EXERCISE PROMPT
Every line in the entries that holds the word "TxnOp" counts toward the answer, which should be a single number.

SOURCE MATERIAL
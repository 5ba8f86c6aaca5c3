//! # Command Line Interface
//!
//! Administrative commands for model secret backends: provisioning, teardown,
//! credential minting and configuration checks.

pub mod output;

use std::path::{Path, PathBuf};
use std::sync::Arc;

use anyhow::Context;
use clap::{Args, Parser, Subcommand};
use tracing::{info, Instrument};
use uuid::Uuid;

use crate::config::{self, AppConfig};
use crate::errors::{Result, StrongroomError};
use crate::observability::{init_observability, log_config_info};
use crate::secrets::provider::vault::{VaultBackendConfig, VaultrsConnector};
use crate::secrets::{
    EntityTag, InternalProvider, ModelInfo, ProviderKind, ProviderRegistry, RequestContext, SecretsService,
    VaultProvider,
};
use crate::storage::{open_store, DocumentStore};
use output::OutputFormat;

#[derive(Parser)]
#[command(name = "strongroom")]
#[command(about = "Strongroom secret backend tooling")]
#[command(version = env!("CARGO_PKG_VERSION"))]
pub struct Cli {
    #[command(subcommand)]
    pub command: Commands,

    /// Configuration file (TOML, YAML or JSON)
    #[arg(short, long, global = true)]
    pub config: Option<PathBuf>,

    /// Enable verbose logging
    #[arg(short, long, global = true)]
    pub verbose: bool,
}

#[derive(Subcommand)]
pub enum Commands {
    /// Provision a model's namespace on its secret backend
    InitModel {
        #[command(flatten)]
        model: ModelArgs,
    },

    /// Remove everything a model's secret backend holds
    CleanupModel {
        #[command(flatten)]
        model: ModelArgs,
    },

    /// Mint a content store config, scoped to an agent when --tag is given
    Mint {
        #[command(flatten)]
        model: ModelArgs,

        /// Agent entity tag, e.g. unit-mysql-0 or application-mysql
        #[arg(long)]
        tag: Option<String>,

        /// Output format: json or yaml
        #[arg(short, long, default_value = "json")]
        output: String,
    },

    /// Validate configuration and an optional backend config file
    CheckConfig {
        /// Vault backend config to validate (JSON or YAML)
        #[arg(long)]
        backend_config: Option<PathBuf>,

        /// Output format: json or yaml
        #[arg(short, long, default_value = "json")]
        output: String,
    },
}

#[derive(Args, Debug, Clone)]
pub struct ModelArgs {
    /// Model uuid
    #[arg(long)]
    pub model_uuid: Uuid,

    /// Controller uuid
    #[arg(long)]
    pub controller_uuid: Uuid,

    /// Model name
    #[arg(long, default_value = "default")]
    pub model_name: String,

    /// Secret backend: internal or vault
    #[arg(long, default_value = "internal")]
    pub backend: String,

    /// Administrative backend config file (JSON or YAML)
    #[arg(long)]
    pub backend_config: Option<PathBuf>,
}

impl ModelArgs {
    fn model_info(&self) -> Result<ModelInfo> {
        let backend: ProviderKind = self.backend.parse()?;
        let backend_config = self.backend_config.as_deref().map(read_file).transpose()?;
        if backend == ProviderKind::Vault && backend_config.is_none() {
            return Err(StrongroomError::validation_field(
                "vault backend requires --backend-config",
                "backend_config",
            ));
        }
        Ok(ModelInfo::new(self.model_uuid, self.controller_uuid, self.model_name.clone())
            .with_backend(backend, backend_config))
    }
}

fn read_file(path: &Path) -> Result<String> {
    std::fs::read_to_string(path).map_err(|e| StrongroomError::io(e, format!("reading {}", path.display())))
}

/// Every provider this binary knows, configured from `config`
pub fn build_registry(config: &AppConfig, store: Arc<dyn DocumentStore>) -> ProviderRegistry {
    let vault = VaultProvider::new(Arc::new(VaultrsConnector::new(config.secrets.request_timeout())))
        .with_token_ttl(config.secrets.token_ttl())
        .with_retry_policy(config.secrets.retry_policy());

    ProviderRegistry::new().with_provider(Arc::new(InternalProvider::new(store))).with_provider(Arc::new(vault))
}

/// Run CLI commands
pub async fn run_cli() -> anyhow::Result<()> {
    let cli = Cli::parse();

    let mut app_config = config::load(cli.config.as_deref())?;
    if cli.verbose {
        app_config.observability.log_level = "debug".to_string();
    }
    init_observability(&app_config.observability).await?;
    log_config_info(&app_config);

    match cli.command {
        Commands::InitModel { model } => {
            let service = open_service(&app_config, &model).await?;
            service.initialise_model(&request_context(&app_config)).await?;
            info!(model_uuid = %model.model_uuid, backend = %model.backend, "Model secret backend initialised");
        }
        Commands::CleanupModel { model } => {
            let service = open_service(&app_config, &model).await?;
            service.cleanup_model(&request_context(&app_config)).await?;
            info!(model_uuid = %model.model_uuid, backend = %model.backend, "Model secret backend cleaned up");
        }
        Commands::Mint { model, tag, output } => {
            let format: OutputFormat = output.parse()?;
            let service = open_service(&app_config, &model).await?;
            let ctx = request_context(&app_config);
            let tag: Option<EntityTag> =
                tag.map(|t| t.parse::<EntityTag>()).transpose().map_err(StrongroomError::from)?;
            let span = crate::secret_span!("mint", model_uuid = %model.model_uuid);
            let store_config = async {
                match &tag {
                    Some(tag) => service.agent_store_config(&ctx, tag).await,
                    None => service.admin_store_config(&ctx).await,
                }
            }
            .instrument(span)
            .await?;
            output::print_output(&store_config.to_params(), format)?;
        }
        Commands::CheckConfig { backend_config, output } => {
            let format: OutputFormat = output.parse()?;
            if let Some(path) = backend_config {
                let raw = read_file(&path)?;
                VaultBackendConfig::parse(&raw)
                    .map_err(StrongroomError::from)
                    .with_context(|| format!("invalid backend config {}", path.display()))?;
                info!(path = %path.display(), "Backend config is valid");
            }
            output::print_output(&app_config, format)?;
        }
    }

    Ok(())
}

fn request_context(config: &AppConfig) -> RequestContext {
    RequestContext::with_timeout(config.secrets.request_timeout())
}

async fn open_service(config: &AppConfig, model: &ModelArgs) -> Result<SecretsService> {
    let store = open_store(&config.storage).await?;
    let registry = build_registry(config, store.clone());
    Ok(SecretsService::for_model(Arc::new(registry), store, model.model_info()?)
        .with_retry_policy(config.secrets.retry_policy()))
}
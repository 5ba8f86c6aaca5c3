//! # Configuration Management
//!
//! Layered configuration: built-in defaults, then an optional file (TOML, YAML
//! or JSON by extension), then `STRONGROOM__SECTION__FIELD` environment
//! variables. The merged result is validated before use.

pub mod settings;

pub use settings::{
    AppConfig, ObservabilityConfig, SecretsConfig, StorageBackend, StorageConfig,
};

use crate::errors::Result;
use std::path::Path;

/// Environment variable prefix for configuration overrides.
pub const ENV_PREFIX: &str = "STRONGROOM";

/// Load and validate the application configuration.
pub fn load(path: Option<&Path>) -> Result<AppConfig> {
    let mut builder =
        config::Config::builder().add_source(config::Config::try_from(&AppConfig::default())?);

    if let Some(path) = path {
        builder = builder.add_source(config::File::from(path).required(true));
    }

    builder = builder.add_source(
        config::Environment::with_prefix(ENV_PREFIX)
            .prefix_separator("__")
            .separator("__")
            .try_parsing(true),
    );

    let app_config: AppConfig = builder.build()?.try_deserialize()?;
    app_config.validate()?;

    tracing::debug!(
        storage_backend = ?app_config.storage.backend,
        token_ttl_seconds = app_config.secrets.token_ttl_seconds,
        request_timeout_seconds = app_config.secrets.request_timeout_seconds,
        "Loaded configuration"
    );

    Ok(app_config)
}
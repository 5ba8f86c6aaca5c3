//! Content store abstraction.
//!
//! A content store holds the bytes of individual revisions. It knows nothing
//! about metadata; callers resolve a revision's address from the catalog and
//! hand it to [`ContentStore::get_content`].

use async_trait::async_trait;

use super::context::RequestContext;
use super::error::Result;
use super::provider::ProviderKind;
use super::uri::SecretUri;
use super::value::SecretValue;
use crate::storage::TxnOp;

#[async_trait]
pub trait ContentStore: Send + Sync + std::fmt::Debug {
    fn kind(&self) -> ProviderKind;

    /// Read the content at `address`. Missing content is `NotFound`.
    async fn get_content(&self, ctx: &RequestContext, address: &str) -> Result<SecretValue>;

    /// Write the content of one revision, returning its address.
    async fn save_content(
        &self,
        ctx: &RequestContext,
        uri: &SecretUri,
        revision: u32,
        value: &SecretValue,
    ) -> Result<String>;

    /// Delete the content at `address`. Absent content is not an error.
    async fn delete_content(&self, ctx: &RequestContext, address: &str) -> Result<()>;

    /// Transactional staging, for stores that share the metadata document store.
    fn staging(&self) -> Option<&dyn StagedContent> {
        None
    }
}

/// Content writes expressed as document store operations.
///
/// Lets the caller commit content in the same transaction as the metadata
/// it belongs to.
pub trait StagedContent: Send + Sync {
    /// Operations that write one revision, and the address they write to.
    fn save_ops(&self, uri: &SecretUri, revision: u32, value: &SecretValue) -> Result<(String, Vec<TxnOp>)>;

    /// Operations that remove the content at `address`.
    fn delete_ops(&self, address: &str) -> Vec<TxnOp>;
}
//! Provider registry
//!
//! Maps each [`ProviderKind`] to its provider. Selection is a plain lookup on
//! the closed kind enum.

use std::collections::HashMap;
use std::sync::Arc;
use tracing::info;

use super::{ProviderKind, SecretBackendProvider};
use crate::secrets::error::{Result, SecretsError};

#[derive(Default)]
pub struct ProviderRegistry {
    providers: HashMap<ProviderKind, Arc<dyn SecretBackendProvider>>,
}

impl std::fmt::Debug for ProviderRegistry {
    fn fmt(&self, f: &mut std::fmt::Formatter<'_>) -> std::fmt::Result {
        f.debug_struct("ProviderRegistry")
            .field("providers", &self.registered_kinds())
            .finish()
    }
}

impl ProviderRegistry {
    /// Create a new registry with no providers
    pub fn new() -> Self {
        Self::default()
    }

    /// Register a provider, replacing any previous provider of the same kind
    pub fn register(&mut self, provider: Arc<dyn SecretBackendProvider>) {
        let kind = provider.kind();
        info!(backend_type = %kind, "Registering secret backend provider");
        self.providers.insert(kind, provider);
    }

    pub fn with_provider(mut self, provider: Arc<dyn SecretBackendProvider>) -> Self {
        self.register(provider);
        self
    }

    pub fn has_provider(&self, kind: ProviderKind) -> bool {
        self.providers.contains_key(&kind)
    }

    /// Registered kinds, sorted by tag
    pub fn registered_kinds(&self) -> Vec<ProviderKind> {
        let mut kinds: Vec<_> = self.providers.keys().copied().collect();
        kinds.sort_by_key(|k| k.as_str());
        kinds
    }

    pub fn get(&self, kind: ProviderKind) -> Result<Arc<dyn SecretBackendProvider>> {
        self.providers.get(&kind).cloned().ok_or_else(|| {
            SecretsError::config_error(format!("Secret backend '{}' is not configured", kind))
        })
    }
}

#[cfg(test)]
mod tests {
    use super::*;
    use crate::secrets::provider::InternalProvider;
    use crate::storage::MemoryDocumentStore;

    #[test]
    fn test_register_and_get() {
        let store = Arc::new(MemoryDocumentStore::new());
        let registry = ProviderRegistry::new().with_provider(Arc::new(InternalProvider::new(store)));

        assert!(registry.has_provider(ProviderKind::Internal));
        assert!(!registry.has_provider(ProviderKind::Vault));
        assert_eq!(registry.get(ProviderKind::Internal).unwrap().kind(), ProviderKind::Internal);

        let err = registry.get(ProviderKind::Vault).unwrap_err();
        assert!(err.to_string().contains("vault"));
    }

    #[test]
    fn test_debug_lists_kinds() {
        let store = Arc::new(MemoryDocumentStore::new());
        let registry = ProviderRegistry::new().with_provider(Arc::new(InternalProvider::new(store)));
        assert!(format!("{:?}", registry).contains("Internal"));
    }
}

TASK RESULT
3